STATEMENT BY THE HOLY SEE TO THE UNITED
ON PROHIBITIONS OR RESTRICTIONS ON THE USE OF CERTAIN CONVENTIONAL WEAPONS
WHICH MAY BE DEEMED TO BE EXCESSIVELY INJURIOUS OR TO HAVE INDISCRIMINATE
STATEMENT BY ARCHBISHOP SILVANO M.
OBSERVER OF THE HOLY SEE TO THE UNITED NATIONS
Monday, 10 November 2014
I would first like to congratulate you on your assumption of the presidency and
for all the preparatory work to make our meeting as productive as possible.

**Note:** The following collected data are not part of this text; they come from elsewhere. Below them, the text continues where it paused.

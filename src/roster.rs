//! Static agent catalog
//!
//! Agents never change for the lifetime of the process; race state only
//! borrows descriptors from here.

use serde::Serialize;

/// Agent identifier (1-based)
pub type AgentId = u32;

/// Identity and visuals of one skater
#[derive(Debug, Clone, Copy, PartialEq, Eq, Serialize)]
pub struct AgentDescriptor {
    pub id: AgentId,
    pub name: &'static str,
    /// Sprite asset key
    pub sprite: &'static str,
    /// Dot and scoreboard color (`#RRGGBB`)
    pub color: &'static str,
}

pub const AGENTS: [AgentDescriptor; 4] = [
    AgentDescriptor {
        id: 1,
        name: "Ace",
        sprite: "skater1",
        color: "#FF0000",
    },
    AgentDescriptor {
        id: 2,
        name: "Blaze",
        sprite: "skater2",
        color: "#0000FF",
    },
    AgentDescriptor {
        id: 3,
        name: "Cruz",
        sprite: "skater3",
        color: "#00FF00",
    },
    AgentDescriptor {
        id: 4,
        name: "Dash",
        sprite: "skater4",
        color: "#FFFF00",
    },
];

/// Look up a descriptor by id
pub fn agent(id: AgentId) -> Option<&'static AgentDescriptor> {
    AGENTS.iter().find(|a| a.id == id)
}

/// Display name, falling back to `#id` for ids outside the catalog
pub fn agent_name(id: AgentId) -> String {
    agent(id)
        .map(|a| a.name.to_string())
        .unwrap_or_else(|| format!("#{}", id))
}

#[cfg(test)]
mod tests {
    use super::*;

    #[test]
    fn test_lookup() {
        assert_eq!(agent(3).map(|a| a.name), Some("Cruz"));
        assert!(agent(0).is_none());
        assert!(agent(5).is_none());
        assert_eq!(agent_name(9), "#9");
    }

    #[test]
    fn test_ids_are_sequential() {
        for (i, a) in AGENTS.iter().enumerate() {
            assert_eq!(a.id as usize, i + 1);
        }
    }
}
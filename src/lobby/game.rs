//! Game records, bets and race seeds

use rand::RngCore;
use serde::{Deserialize, Serialize};

use crate::error::LobbyError;
use crate::roster::AgentId;
use crate::to_hex_upper;

/// Participant name used for bets placed from this client
pub const LOCAL_PLAYER: &str = "YOU";
/// Fixed stake for every bet
pub const BET_AMOUNT: u64 = 2;
/// Bets required before a game can be finalized
pub const MIN_BETS_TO_FINALIZE: usize = 2;

/// 32 bytes of race randomness
#[derive(Debug, Clone, Copy, PartialEq, Eq, Hash, Serialize, Deserialize)]
pub struct Seed(pub [u8; 32]);

impl Seed {
    /// Every byte set to `byte` (debug games)
    pub const fn filled(byte: u8) -> Self {
        Self([byte; 32])
    }

    /// Draw from the thread-local CSPRNG (OS-seeded ChaCha)
    pub fn random() -> Self {
        let mut bytes = [0u8; 32];
        rand::rng().fill_bytes(&mut bytes);
        Self(bytes)
    }

    /// First four bytes as a big-endian u32
    pub fn base_u32(&self) -> u32 {
        u32::from_be_bytes([self.0[0], self.0[1], self.0[2], self.0[3]])
    }

    pub fn to_hex(&self) -> String {
        to_hex_upper(&self.0)
    }
}

/// A stake on one agent
#[derive(Debug, Clone, PartialEq, Eq, Serialize, Deserialize)]
pub struct Bet {
    pub player: String,
    pub agent_id: AgentId,
    pub amount: u64,
}

impl Bet {
    pub fn new(player: impl Into<String>, agent_id: AgentId) -> Self {
        Self {
            player: player.into(),
            agent_id,
            amount: BET_AMOUNT,
        }
    }
}

/// Open or finalized
#[derive(Debug, Clone, Copy, PartialEq, Eq, Serialize, Deserialize)]
pub enum GameStatus {
    Open,
    Finalized,
}

impl GameStatus {
    pub fn label(&self) -> &'static str {
        match self {
            GameStatus::Open => "OPEN for Bets",
            GameStatus::Finalized => "FINALIZED",
        }
    }
}

/// One race game in the lobby
#[derive(Debug, Clone, Serialize, Deserialize)]
pub struct GameRecord {
    pub id: u32,
    pub title: String,
    finalized: bool,
    bets: Vec<Bet>,
    tx_signatures: Vec<String>,
    /// Predetermined seed for reproducible games
    fixed_seed: Option<Seed>,
    /// Seed resolved at finalization
    resolved_seed: Option<Seed>,
}

impl GameRecord {
    pub fn new(id: u32, title: impl Into<String>) -> Self {
        Self {
            id,
            title: title.into(),
            finalized: false,
            bets: Vec::new(),
            tx_signatures: Vec::new(),
            fixed_seed: None,
            resolved_seed: None,
        }
    }

    pub fn with_fixed_seed(mut self, seed: Seed) -> Self {
        self.fixed_seed = Some(seed);
        self
    }

    pub fn with_bet(mut self, bet: Bet) -> Self {
        self.bets.push(bet);
        self
    }

    pub fn status(&self) -> GameStatus {
        if self.finalized {
            GameStatus::Finalized
        } else {
            GameStatus::Open
        }
    }

    pub fn is_finalized(&self) -> bool {
        self.finalized
    }

    pub fn bets(&self) -> &[Bet] {
        &self.bets
    }

    pub fn tx_signatures(&self) -> &[String] {
        &self.tx_signatures
    }

    pub fn resolved_seed(&self) -> Option<&Seed> {
        self.resolved_seed.as_ref()
    }

    /// Distinct agents with at least one bet, ascending
    pub fn roster(&self) -> Vec<AgentId> {
        let mut ids: Vec<AgentId> = self.bets.iter().map(|b| b.agent_id).collect();
        ids.sort_unstable();
        ids.dedup();
        ids
    }

    pub(crate) fn push_bet(&mut self, bet: Bet) -> Result<(), LobbyError> {
        if self.finalized {
            return Err(LobbyError::BettingClosed);
        }
        self.bets.push(bet);
        Ok(())
    }

    pub(crate) fn push_signature(&mut self, signature: String) {
        self.tx_signatures.push(signature);
    }

    /// Lock the bet list and resolve the seed. The only state transition.
    pub(crate) fn finalize(&mut self) -> Result<Seed, LobbyError> {
        if self.finalized {
            return Err(LobbyError::AlreadyFinalized);
        }
        if self.bets.len() < MIN_BETS_TO_FINALIZE {
            return Err(LobbyError::NotEnoughBets {
                have: self.bets.len(),
                need: MIN_BETS_TO_FINALIZE,
            });
        }
        let seed = self.fixed_seed.unwrap_or_else(Seed::random);
        self.finalized = true;
        self.resolved_seed = Some(seed);
        Ok(seed)
    }
}
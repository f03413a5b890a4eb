//! Lobby: game catalog, bets, finalization and race hand-off
//!
//! The lobby never shares live state with the race. `start_race` produces an
//! immutable [`RaceSnapshot`] that the scene manager passes to the engine.

pub mod game;
pub mod ledger;

pub use game::{
    BET_AMOUNT, Bet, GameRecord, GameStatus, LOCAL_PLAYER, MIN_BETS_TO_FINALIZE, Seed,
};
pub use ledger::{Ledger, MockTransaction};

use rand::SeedableRng;
use rand_pcg::Pcg32;
use serde::Serialize;

use crate::error::LobbyError;
use crate::platform;
use crate::roster::{self, AgentId};

/// Everything the race needs, copied once at scene transition
#[derive(Debug, Clone, PartialEq, Eq, Serialize)]
pub struct RaceSnapshot {
    pub game_id: u32,
    pub seed: Seed,
    /// Distinct agents with bets, ascending
    pub roster: Vec<AgentId>,
    /// Agent the local player bet on, if any
    pub tracked_agent: Option<AgentId>,
}

/// Lobby list entry
#[derive(Debug, Clone, PartialEq, Eq, Serialize)]
pub struct GameSummary {
    pub id: u32,
    pub title: String,
    pub status: GameStatus,
}

/// The game catalog and the local player's session
#[derive(Debug, Clone)]
pub struct Lobby {
    games: Vec<GameRecord>,
    ledger: Ledger,
    selected: Option<u32>,
    tracked_agent: Option<AgentId>,
    /// Hand-off of the most recent finalization
    published: Option<RaceSnapshot>,
    /// Drives decorative signatures and slots only
    rng: Pcg32,
}

impl Default for Lobby {
    fn default() -> Self {
        Self::new()
    }
}

impl Lobby {
    /// Lobby with the standard catalog and an OS-seeded ledger RNG
    pub fn new() -> Self {
        Self::with_games(default_catalog(), Pcg32::from_rng(&mut rand::rng()))
    }

    /// Standard catalog with reproducible mock signatures
    pub fn with_ledger_seed(seed: u64) -> Self {
        Self::with_games(default_catalog(), Pcg32::seed_from_u64(seed))
    }

    pub fn with_games(games: Vec<GameRecord>, rng: Pcg32) -> Self {
        Self {
            games,
            ledger: Ledger::new(),
            selected: None,
            tracked_agent: None,
            published: None,
            rng,
        }
    }

    pub fn list_games(&self) -> Vec<GameSummary> {
        self.games
            .iter()
            .map(|g| GameSummary {
                id: g.id,
                title: g.title.clone(),
                status: g.status(),
            })
            .collect()
    }

    pub fn game(&self, id: u32) -> Option<&GameRecord> {
        self.games.iter().find(|g| g.id == id)
    }

    fn game_mut(&mut self, id: u32) -> Result<&mut GameRecord, LobbyError> {
        self.games
            .iter_mut()
            .find(|g| g.id == id)
            .ok_or(LobbyError::UnknownGame(id))
    }

    /// Focus a game in the detail view
    pub fn select_game(&mut self, id: u32) -> Result<&GameRecord, LobbyError> {
        let index = self
            .games
            .iter()
            .position(|g| g.id == id)
            .ok_or(LobbyError::UnknownGame(id))?;
        self.selected = Some(id);
        Ok(&self.games[index])
    }

    pub fn selected(&self) -> Option<&GameRecord> {
        self.selected.and_then(|id| self.game(id))
    }

    pub fn selected_id(&self) -> Option<u32> {
        self.selected
    }

    pub fn tracked_agent(&self) -> Option<AgentId> {
        self.tracked_agent
    }

    pub fn published(&self) -> Option<&RaceSnapshot> {
        self.published.as_ref()
    }

    /// Place a bet for the local player; returns the mock signature
    pub fn place_bet(&mut self, game_id: u32, agent_id: AgentId) -> Result<String, LobbyError> {
        if roster::agent(agent_id).is_none() {
            return Err(LobbyError::UnknownAgent(agent_id));
        }
        self.game_mut(game_id)?
            .push_bet(Bet::new(LOCAL_PLAYER, agent_id))?;
        self.tracked_agent = Some(agent_id);

        let instructions = format!(
            "placeBet(gameId={}, skaterId={}, amount={})",
            game_id, agent_id, BET_AMOUNT
        );
        let signature = self
            .ledger
            .record(&mut self.rng, instructions, platform::unix_time_secs());
        self.game_mut(game_id)?.push_signature(signature.clone());

        log::info!("Bet placed: game {} on skater #{}", game_id, agent_id);
        Ok(signature)
    }

    /// Lock a game's bets, resolve its seed and publish the hand-off
    pub fn finalize_game(&mut self, game_id: u32) -> Result<RaceSnapshot, LobbyError> {
        let game = self.game_mut(game_id)?;
        let seed = game.finalize()?;
        let roster = game.roster();

        let instructions = format!("finalizeGame(gameId={}) => produce raceRandomness", game_id);
        let signature = self
            .ledger
            .record(&mut self.rng, instructions, platform::unix_time_secs());
        self.game_mut(game_id)?.push_signature(signature);

        log::info!(
            "Game {} finalized: seed={} roster={:?}",
            game_id,
            seed.to_hex(),
            roster
        );

        let snapshot = RaceSnapshot {
            game_id,
            seed,
            roster,
            tracked_agent: self.tracked_agent,
        };
        self.published = Some(snapshot.clone());
        Ok(snapshot)
    }

    /// Build the race hand-off; the game must already be finalized
    pub fn start_race(&self, game_id: u32) -> Result<RaceSnapshot, LobbyError> {
        let game = self.game(game_id).ok_or(LobbyError::UnknownGame(game_id))?;
        let seed = game
            .resolved_seed()
            .copied()
            .ok_or(LobbyError::NotFinalized(game_id))?;
        log::info!("Starting race for gameId={}...", game_id);
        Ok(RaceSnapshot {
            game_id,
            seed,
            roster: game.roster(),
            tracked_agent: self.tracked_agent,
        })
    }

    pub fn inspect_transaction(&self, signature: &str) -> Result<&MockTransaction, LobbyError> {
        self.ledger
            .find(signature)
            .ok_or_else(|| LobbyError::TransactionNotFound(signature.to_string()))
    }
}

/// The six standard games: three with random seeds, three with fixed seeds
pub fn default_catalog() -> Vec<GameRecord> {
    vec![
        GameRecord::new(101, "Game A (0 Bets)"),
        GameRecord::new(102, "Game B (1 Bet)").with_bet(Bet::new("Alice", 1)),
        GameRecord::new(103, "Game C (2 Bets, random seed)")
            .with_bet(Bet::new("Bob", 2))
            .with_bet(Bet::new("Cindy", 3)),
        GameRecord::new(104, "Game D (0 Bets, fixed A seed)").with_fixed_seed(Seed::filled(0x41)),
        GameRecord::new(105, "Game E (1 Bet, fixed B seed)")
            .with_fixed_seed(Seed::filled(0x42))
            .with_bet(Bet::new("Derek", 1)),
        GameRecord::new(106, "Game F (2 Bets, fixed C seed)")
            .with_fixed_seed(Seed::filled(0x43))
            .with_bet(Bet::new("Erin", 4))
            .with_bet(Bet::new("Frank", 3)),
    ]
}

#[cfg(test)]
mod tests {
    use super::*;

    fn lobby() -> Lobby {
        Lobby::with_ledger_seed(42)
    }

    #[test]
    fn test_catalog_listing() {
        let lobby = lobby();
        let games = lobby.list_games();
        assert_eq!(games.len(), 6);
        assert_eq!(games[0].id, 101);
        assert!(games.iter().all(|g| g.status == GameStatus::Open));
    }

    #[test]
    fn test_select_unknown_game() {
        let mut lobby = lobby();
        assert_eq!(lobby.select_game(999).unwrap_err(), LobbyError::UnknownGame(999));
        assert!(lobby.selected().is_none());
        assert_eq!(lobby.select_game(103).unwrap().id, 103);
        assert_eq!(lobby.selected_id(), Some(103));
    }

    #[test]
    fn test_place_bet_tracks_agent_and_records_tx() {
        let mut lobby = lobby();
        let sig = lobby.place_bet(101, 2).unwrap();
        let game = lobby.game(101).unwrap();
        assert_eq!(game.bets(), &[Bet::new(LOCAL_PLAYER, 2)]);
        assert_eq!(game.tx_signatures(), &[sig.clone()]);
        assert_eq!(lobby.tracked_agent(), Some(2));

        lobby.place_bet(101, 4).unwrap();
        assert_eq!(lobby.tracked_agent(), Some(4));
        assert!(lobby.inspect_transaction(&sig).unwrap().instructions.contains("skaterId=2"));
    }

    #[test]
    fn test_place_bet_rejects_unknown_agent() {
        let mut lobby = lobby();
        assert_eq!(lobby.place_bet(101, 9), Err(LobbyError::UnknownAgent(9)));
        assert!(lobby.game(101).unwrap().bets().is_empty());
        assert!(lobby.tracked_agent().is_none());
    }

    #[test]
    fn test_finalize_requires_two_bets() {
        let mut lobby = lobby();
        let err = lobby.finalize_game(102).unwrap_err();
        assert_eq!(err.to_string(), "Need at least 2 bets to finalize!");
        let game = lobby.game(102).unwrap();
        assert!(!game.is_finalized());
        assert!(game.resolved_seed().is_none());
        assert!(game.tx_signatures().is_empty());
        assert!(lobby.published().is_none());
    }

    #[test]
    fn test_finalize_publishes_exact_roster() {
        let mut lobby = lobby();
        let snapshot = lobby.finalize_game(103).unwrap();
        assert_eq!(snapshot.roster, vec![2, 3]);
        assert_eq!(lobby.published(), Some(&snapshot));
        assert_eq!(lobby.game(103).unwrap().tx_signatures().len(), 1);
    }

    #[test]
    fn test_finalize_twice_keeps_seed() {
        let mut lobby = lobby();
        let first = lobby.finalize_game(103).unwrap().seed;
        assert_eq!(lobby.finalize_game(103), Err(LobbyError::AlreadyFinalized));
        assert_eq!(lobby.game(103).unwrap().resolved_seed(), Some(&first));
        assert_eq!(lobby.game(103).unwrap().tx_signatures().len(), 1);
    }

    #[test]
    fn test_fixed_seed_game() {
        let mut lobby = lobby();
        let snapshot = lobby.finalize_game(106).unwrap();
        assert_eq!(snapshot.seed, Seed::filled(0x43));
        assert_eq!(snapshot.roster, vec![3, 4]);
    }

    #[test]
    fn test_bet_after_finalize_is_rejected() {
        let mut lobby = lobby();
        lobby.finalize_game(106).unwrap();
        assert_eq!(lobby.place_bet(106, 1), Err(LobbyError::BettingClosed));
        assert_eq!(lobby.game(106).unwrap().bets().len(), 2);
        assert!(lobby.tracked_agent().is_none());
    }

    #[test]
    fn test_start_race_requires_finalization() {
        let mut lobby = lobby();
        assert_eq!(lobby.start_race(103), Err(LobbyError::NotFinalized(103)));
        lobby.place_bet(103, 2).unwrap();
        lobby.finalize_game(103).unwrap();
        let snapshot = lobby.start_race(103).unwrap();
        assert_eq!(snapshot.roster, vec![2, 3]);
        assert_eq!(snapshot.tracked_agent, Some(2));
    }

    #[test]
    fn test_unknown_transaction() {
        let lobby = lobby();
        assert_eq!(
            lobby.inspect_transaction("abc").unwrap_err().to_string(),
            "Transaction not found: abc"
        );
    }
}
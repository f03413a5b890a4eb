//! Error types
//!
//! Lobby errors are user-correctable and surface as notices. Race errors mean
//! the lobby hand-off was skipped or corrupted and the race refuses to start.

use thiserror::Error;

use crate::roster::AgentId;

#[derive(Error, Debug, Clone, PartialEq, Eq)]
pub enum LobbyError {
    #[error("Game {0} not found.")]
    UnknownGame(u32),

    #[error("Select a game first.")]
    NoGameSelected,

    #[error("Skater #{0} does not exist.")]
    UnknownAgent(AgentId),

    #[error("Game is already finalized; cannot bet.")]
    BettingClosed,

    #[error("Already finalized.")]
    AlreadyFinalized,

    #[error("Need at least {need} bets to finalize!")]
    NotEnoughBets { have: usize, need: usize },

    #[error("Game {0} must be finalized before the race can start.")]
    NotFinalized(u32),

    #[error("Transaction not found: {0}")]
    TransactionNotFound(String),
}

#[derive(Error, Debug, Clone, PartialEq, Eq)]
pub enum RaceError {
    #[error("race roster is empty; lobby hand-off missing")]
    EmptyRoster,

    #[error("agent {0} in roster is not a known skater")]
    UnknownAgent(AgentId),
}

#[derive(Error, Debug)]
pub enum TuningError {
    #[error("invalid tuning JSON: {0}")]
    Json(#[from] serde_json::Error),

    #[error("{name} must be within [0, 1], got {value}")]
    Probability { name: &'static str, value: f64 },

    #[error("{name} range must satisfy 0 <= min < max, got [{min}, {max})")]
    Range {
        name: &'static str,
        min: f64,
        max: f64,
    },

    #[error("{name} must be positive, got {value}")]
    NonPositive { name: &'static str, value: f64 },

    #[error("lap count must be at least 1")]
    NoLaps,
}
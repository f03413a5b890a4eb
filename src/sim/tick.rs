//! Per-frame race update
//!
//! The host calls [`update`] once per rendered frame. All agent mutation
//! happens here, in ascending agent id order.

use super::events::{DeferredEvent, EventQueue};
use super::event_log::EventLog;
use super::scoring;
use super::state::{AgentIcon, AgentRaceState, IconKind, Race, RaceOutcome, RacePhase, TrickKind};
use crate::consts::*;
use crate::distance_per_degree;
use crate::roster::{self, AgentId};
use crate::tuning::RaceTuning;

/// Clock input for a single frame
#[derive(Debug, Clone, Copy, Default, PartialEq)]
pub struct FrameInput {
    /// Monotonic host clock (ms)
    pub now_ms: f64,
    /// Time since the previous frame (ms)
    pub delta_ms: f64,
}

impl FrameInput {
    pub fn new(now_ms: f64, delta_ms: f64) -> Self {
        Self { now_ms, delta_ms }
    }

    /// Delta clamped to `[0, max_ms]`; non-finite deltas count as 0
    pub fn sanitized_delta_ms(&self, max_ms: f64) -> f64 {
        if self.delta_ms.is_finite() {
            self.delta_ms.clamp(0.0, max_ms)
        } else {
            0.0
        }
    }
}

/// Mutable race pieces an agent step may touch besides the agent itself
struct Effects<'a> {
    events: &'a mut EventQueue,
    log: &'a mut EventLog,
    tuning: &'a RaceTuning,
    next_token: &'a mut u64,
}

impl Effects<'_> {
    /// Replace the agent's icon; lingering icons get a scheduled clear
    fn show_icon(&mut self, agent: &mut AgentRaceState, kind: IconKind, now: f64, linger: bool) {
        *self.next_token += 1;
        let token = *self.next_token;
        agent.icon = Some(AgentIcon { kind, token });
        if linger {
            self.events.schedule(
                now + self.tuning.icon_linger_ms,
                DeferredEvent::ClearIcon {
                    agent: agent.id(),
                    token,
                },
            );
        }
    }
}

/// Advance the race by one frame
pub fn update(race: &mut Race, input: FrameInput) {
    let now = if input.now_ms.is_finite() {
        input.now_ms
    } else {
        race.now_ms
    };
    race.now_ms = now;
    race.log.expire(now);

    match race.phase {
        RacePhase::Countdown => advance_countdown(race, now),
        RacePhase::Racing => {
            let dt = input.sanitized_delta_ms(race.tuning.max_frame_delta_ms) / 1000.0;
            if let Some(start) = race.start_ms {
                race.elapsed_ms = now - start;
            }

            let Race {
                agents,
                events,
                log: event_log,
                tuning,
                next_icon_token,
                ..
            } = race;
            let mut fx = Effects {
                events,
                log: event_log,
                tuning,
                next_token: next_icon_token,
            };

            run_deferred(agents, &mut fx, now);
            for agent in agents.iter_mut() {
                step_agent(agent, &mut fx, now, dt);
            }

            if race.celebration_ms.is_none() && race.agents.iter().all(|a| a.laps >= 1) {
                race.celebration_ms = Some(now);
                log::info!("All skaters completed their first lap");
            }

            if race.agents.iter().all(|a| a.is_finished()) {
                finish_race(race, now);
            }
        }
        RacePhase::Finished => {}
    }
}

/// Drive frames of `frame_ms` from `start_ms` until the race finishes or
/// `max_frames` elapse. Returns the number of frames run.
pub fn run_until_finished(
    race: &mut Race,
    start_ms: f64,
    frame_ms: f64,
    max_frames: usize,
) -> usize {
    let mut now = start_ms;
    for frame in 0..max_frames {
        if race.is_finished() {
            return frame;
        }
        now += frame_ms;
        update(race, FrameInput::new(now, frame_ms));
    }
    max_frames
}

fn advance_countdown(race: &mut Race, now: f64) {
    let elapsed = now - race.entered_ms;
    let ticks = (elapsed / COUNTDOWN_INTERVAL_MS).floor();
    if ticks >= 1.0 {
        let index = (ticks as usize).min(COUNTDOWN_LABELS.len()) - 1;
        race.countdown_label = Some(COUNTDOWN_LABELS[index]);
    }

    let go_at = COUNTDOWN_LABELS.len() as f64 * COUNTDOWN_INTERVAL_MS + COUNTDOWN_GO_HOLD_MS;
    if elapsed >= go_at {
        race.countdown_label = None;
        race.phase = RacePhase::Racing;
        race.start_ms = Some(now);
        race.elapsed_ms = 0.0;
        for agent in &mut race.agents {
            agent.lap_started_ms = now;
        }
        log::info!("Race for game {} started at {:.0}ms", race.game_id, now);
    }
}

fn run_deferred(agents: &mut [AgentRaceState], fx: &mut Effects<'_>, now: f64) {
    while let Some(event) = fx.events.pop_due(now) {
        match event {
            DeferredEvent::ResolveTrick { agent } => {
                if let Some(agent) = find_active(agents, agent) {
                    if agent.tricking {
                        resolve_trick(agent, fx, now);
                    }
                }
            }
            DeferredEvent::ClearIcon { agent, token } => {
                if let Some(agent) = find_active(agents, agent) {
                    if agent.icon.map(|i| i.token) == Some(token) {
                        agent.icon = None;
                    }
                }
            }
        }
    }
}

fn find_active(agents: &mut [AgentRaceState], id: AgentId) -> Option<&mut AgentRaceState> {
    agents
        .iter_mut()
        .find(|a| a.id() == id && !a.is_finished())
}

fn resolve_trick(agent: &mut AgentRaceState, fx: &mut Effects<'_>, now: f64) {
    let tuning = fx.tuning;
    agent.tricking = false;
    let trick = agent.trick.take().map(|t| t.name()).unwrap_or("trick");

    if agent.roll() < tuning.trick_failure_probability {
        agent.crashed = true;
        agent.crash_timer = tuning.crash_duration;
        agent.speed = agent.base_speed * tuning.crash_speed_factor;
        fx.log.push(format!("{} Failed!", agent.name()), agent.color(), now);
        fx.show_icon(agent, IconKind::Failed, now, true);
        log::debug!("{} crashed on a {}", agent.name(), trick);
    } else {
        agent.tricks_landed += 1;
        agent.refresh_score();
        fx.log.push(format!("{} Success!", agent.name()), agent.color(), now);
        fx.show_icon(agent, IconKind::Landed, now, true);
        log::debug!("{} landed a {}", agent.name(), trick);
    }
}

fn step_agent(agent: &mut AgentRaceState, fx: &mut Effects<'_>, now: f64, dt: f64) {
    if agent.is_finished() {
        return;
    }
    let tuning = fx.tuning;

    // Boost
    agent.boost_timer -= dt;
    if agent.boost_timer <= 0.0 && !agent.tricking && !agent.crashed {
        if agent.roll() < tuning.boost_probability {
            agent.boost_remaining = tuning.boost_duration;
            agent.speed = agent.base_speed * tuning.boost_multiplier;
            fx.log.push(format!("{} Boost!", agent.name()), agent.color(), now);
            fx.show_icon(agent, IconKind::Boost, now, true);
            log::debug!("{} boosts", agent.name());
        }
        agent.boost_timer = tuning.boost_reset.lerp(agent.roll());
    }
    if agent.boost_remaining > 0.0 {
        agent.boost_remaining -= dt;
        if agent.boost_remaining <= 0.0 {
            agent.boost_remaining = 0.0;
            agent.speed = agent.base_speed;
        }
    }

    // Tricks
    agent.trick_timer -= dt;
    if agent.trick_timer <= 0.0 && !agent.tricking && !agent.crashed && !agent.is_boosted() {
        if agent.roll() < tuning.trick_probability {
            let kind = TrickKind::ALL[agent.roll_index(TrickKind::ALL.len())];
            agent.tricking = true;
            agent.trick = Some(kind);
            fx.log.push(
                format!("{} attempts {}!", agent.name(), kind.name()),
                agent.color(),
                now,
            );
            fx.show_icon(agent, IconKind::Trick, now, false);
            fx.events.schedule(
                now + tuning.trick_reveal_delay_ms,
                DeferredEvent::ResolveTrick { agent: agent.id() },
            );
        }
        agent.trick_timer = tuning.trick_reset.lerp(agent.roll());
    }

    // Crash cooldown
    if agent.crash_timer > 0.0 {
        agent.crash_timer -= dt;
        if agent.crash_timer <= 0.0 {
            agent.crash_timer = 0.0;
            agent.crashed = false;
            agent.speed = agent.base_speed;
        }
    }

    // Movement; tricks drop the scale multiplier rather than stopping the agent
    let mut effective = agent.speed;
    if !agent.tricking {
        effective *= tuning.movement_scale;
    }
    let delta_angle = effective * dt;
    agent.accumulated_angle += delta_angle;
    if agent.accumulated_angle >= 360.0 {
        let lap_ms = now - agent.lap_started_ms;
        agent.lap_times.push(lap_ms);
        agent.lap_started_ms = now;
        agent.laps += 1;
        agent.accumulated_angle %= 360.0;
        log::info!(
            "{} completed lap {} in {:.2}s",
            agent.name(),
            agent.laps,
            lap_ms / 1000.0
        );
    }
    if agent.lap_times.len() >= tuning.laps {
        agent.finished_ms = Some(now);
        agent.icon = None;
        agent.refresh_score();
        log::info!("{} finished at {:.0}ms", agent.name(), now);
        return;
    }

    agent.angle += delta_angle;
    agent.distance += delta_angle * distance_per_degree();
    agent.update_position();
    agent.refresh_score();
}

fn finish_race(race: &mut Race, now: f64) {
    let lap_times: Vec<(AgentId, &[f64])> = race
        .agents
        .iter()
        .map(|a| (a.id(), a.lap_times.as_slice()))
        .collect();
    let bonuses =
        scoring::lap_bonus_totals(&lap_times, race.tuning.laps, &race.tuning.lap_bonuses);

    for agent in &mut race.agents {
        agent.refresh_score();
        agent.score += bonuses.get(&agent.id()).copied().unwrap_or(0);
    }

    let final_scores: Vec<(AgentId, u32)> =
        race.agents.iter().map(|a| (a.id(), a.score)).collect();
    let Some(winner) = scoring::pick_winner(&final_scores) else {
        return;
    };

    race.phase = RacePhase::Finished;
    race.events.clear();

    let winner_name = roster::agent_name(winner);
    race.status = format!("Winner: {}!", winner_name);
    race.log.push(race.status.clone(), "#ff0", now);

    let tracked_won = race.tracked_agent.map(|tracked| tracked == winner);
    if let Some(won) = tracked_won {
        let (message, color) = if won {
            ("You Won!", "#00ff00")
        } else {
            ("You Lost!", "#ff0000")
        };
        race.log.push(message, color, now);
    }

    log::info!(
        "Race for game {} finished: winner {} scores {:?}",
        race.game_id,
        winner_name,
        final_scores
    );
    race.outcome = Some(RaceOutcome {
        winner,
        final_scores,
        tracked_won,
    });
}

The CCW and its Protocols, including Protocol V, are intended to be an important
part of the fabric of international humanitarian law which is not an end in
itself but a means to protect civilians in armed conflicts. The most perfect
instruments would be useless if their implementation had no concrete
consequences for men and women living in areas of armed conflict. We are all
aware that the adoption of a number of instruments in the disarmament field was
only possible at the level of the lowest common denominator. "Realism" invoked
to convince those who want more robust instruments is the promise of
implementation in good faith which would be an invaluable service to countries
Protocol V did not escape this logic. For the sake of credibility and to keep
the door open for negotiating and adopting other instruments in the future, it
is incumbent upon all States parties to take seriously the implementation of
this instrument in both its preventive dimension as well as in its remedial
dimension. The many recent conflicts in the Middle East, Africa, North Africa,
Europe, remind us of our responsibilities regarding explosive remnants of war
and abandoned ordinances. Apart from the safety of civilians, we are witnessing
national and regional destabilization because of the lack of safety and security
of stocks, that the international community is unable or not prepared
sufficiently to prevent. The States parties have the responsibility to avoid
Protocol V becoming a text unable to prevent and remedy. In this context, the
implementation of Article 4 of the Protocol is all the more necessary. Without
strict respect for this article, other provisions of this Protocol would be
impossible to meet. We continue to share with the ICRC, other States parties and
various NGOs the same concern about the Article 4 implementation.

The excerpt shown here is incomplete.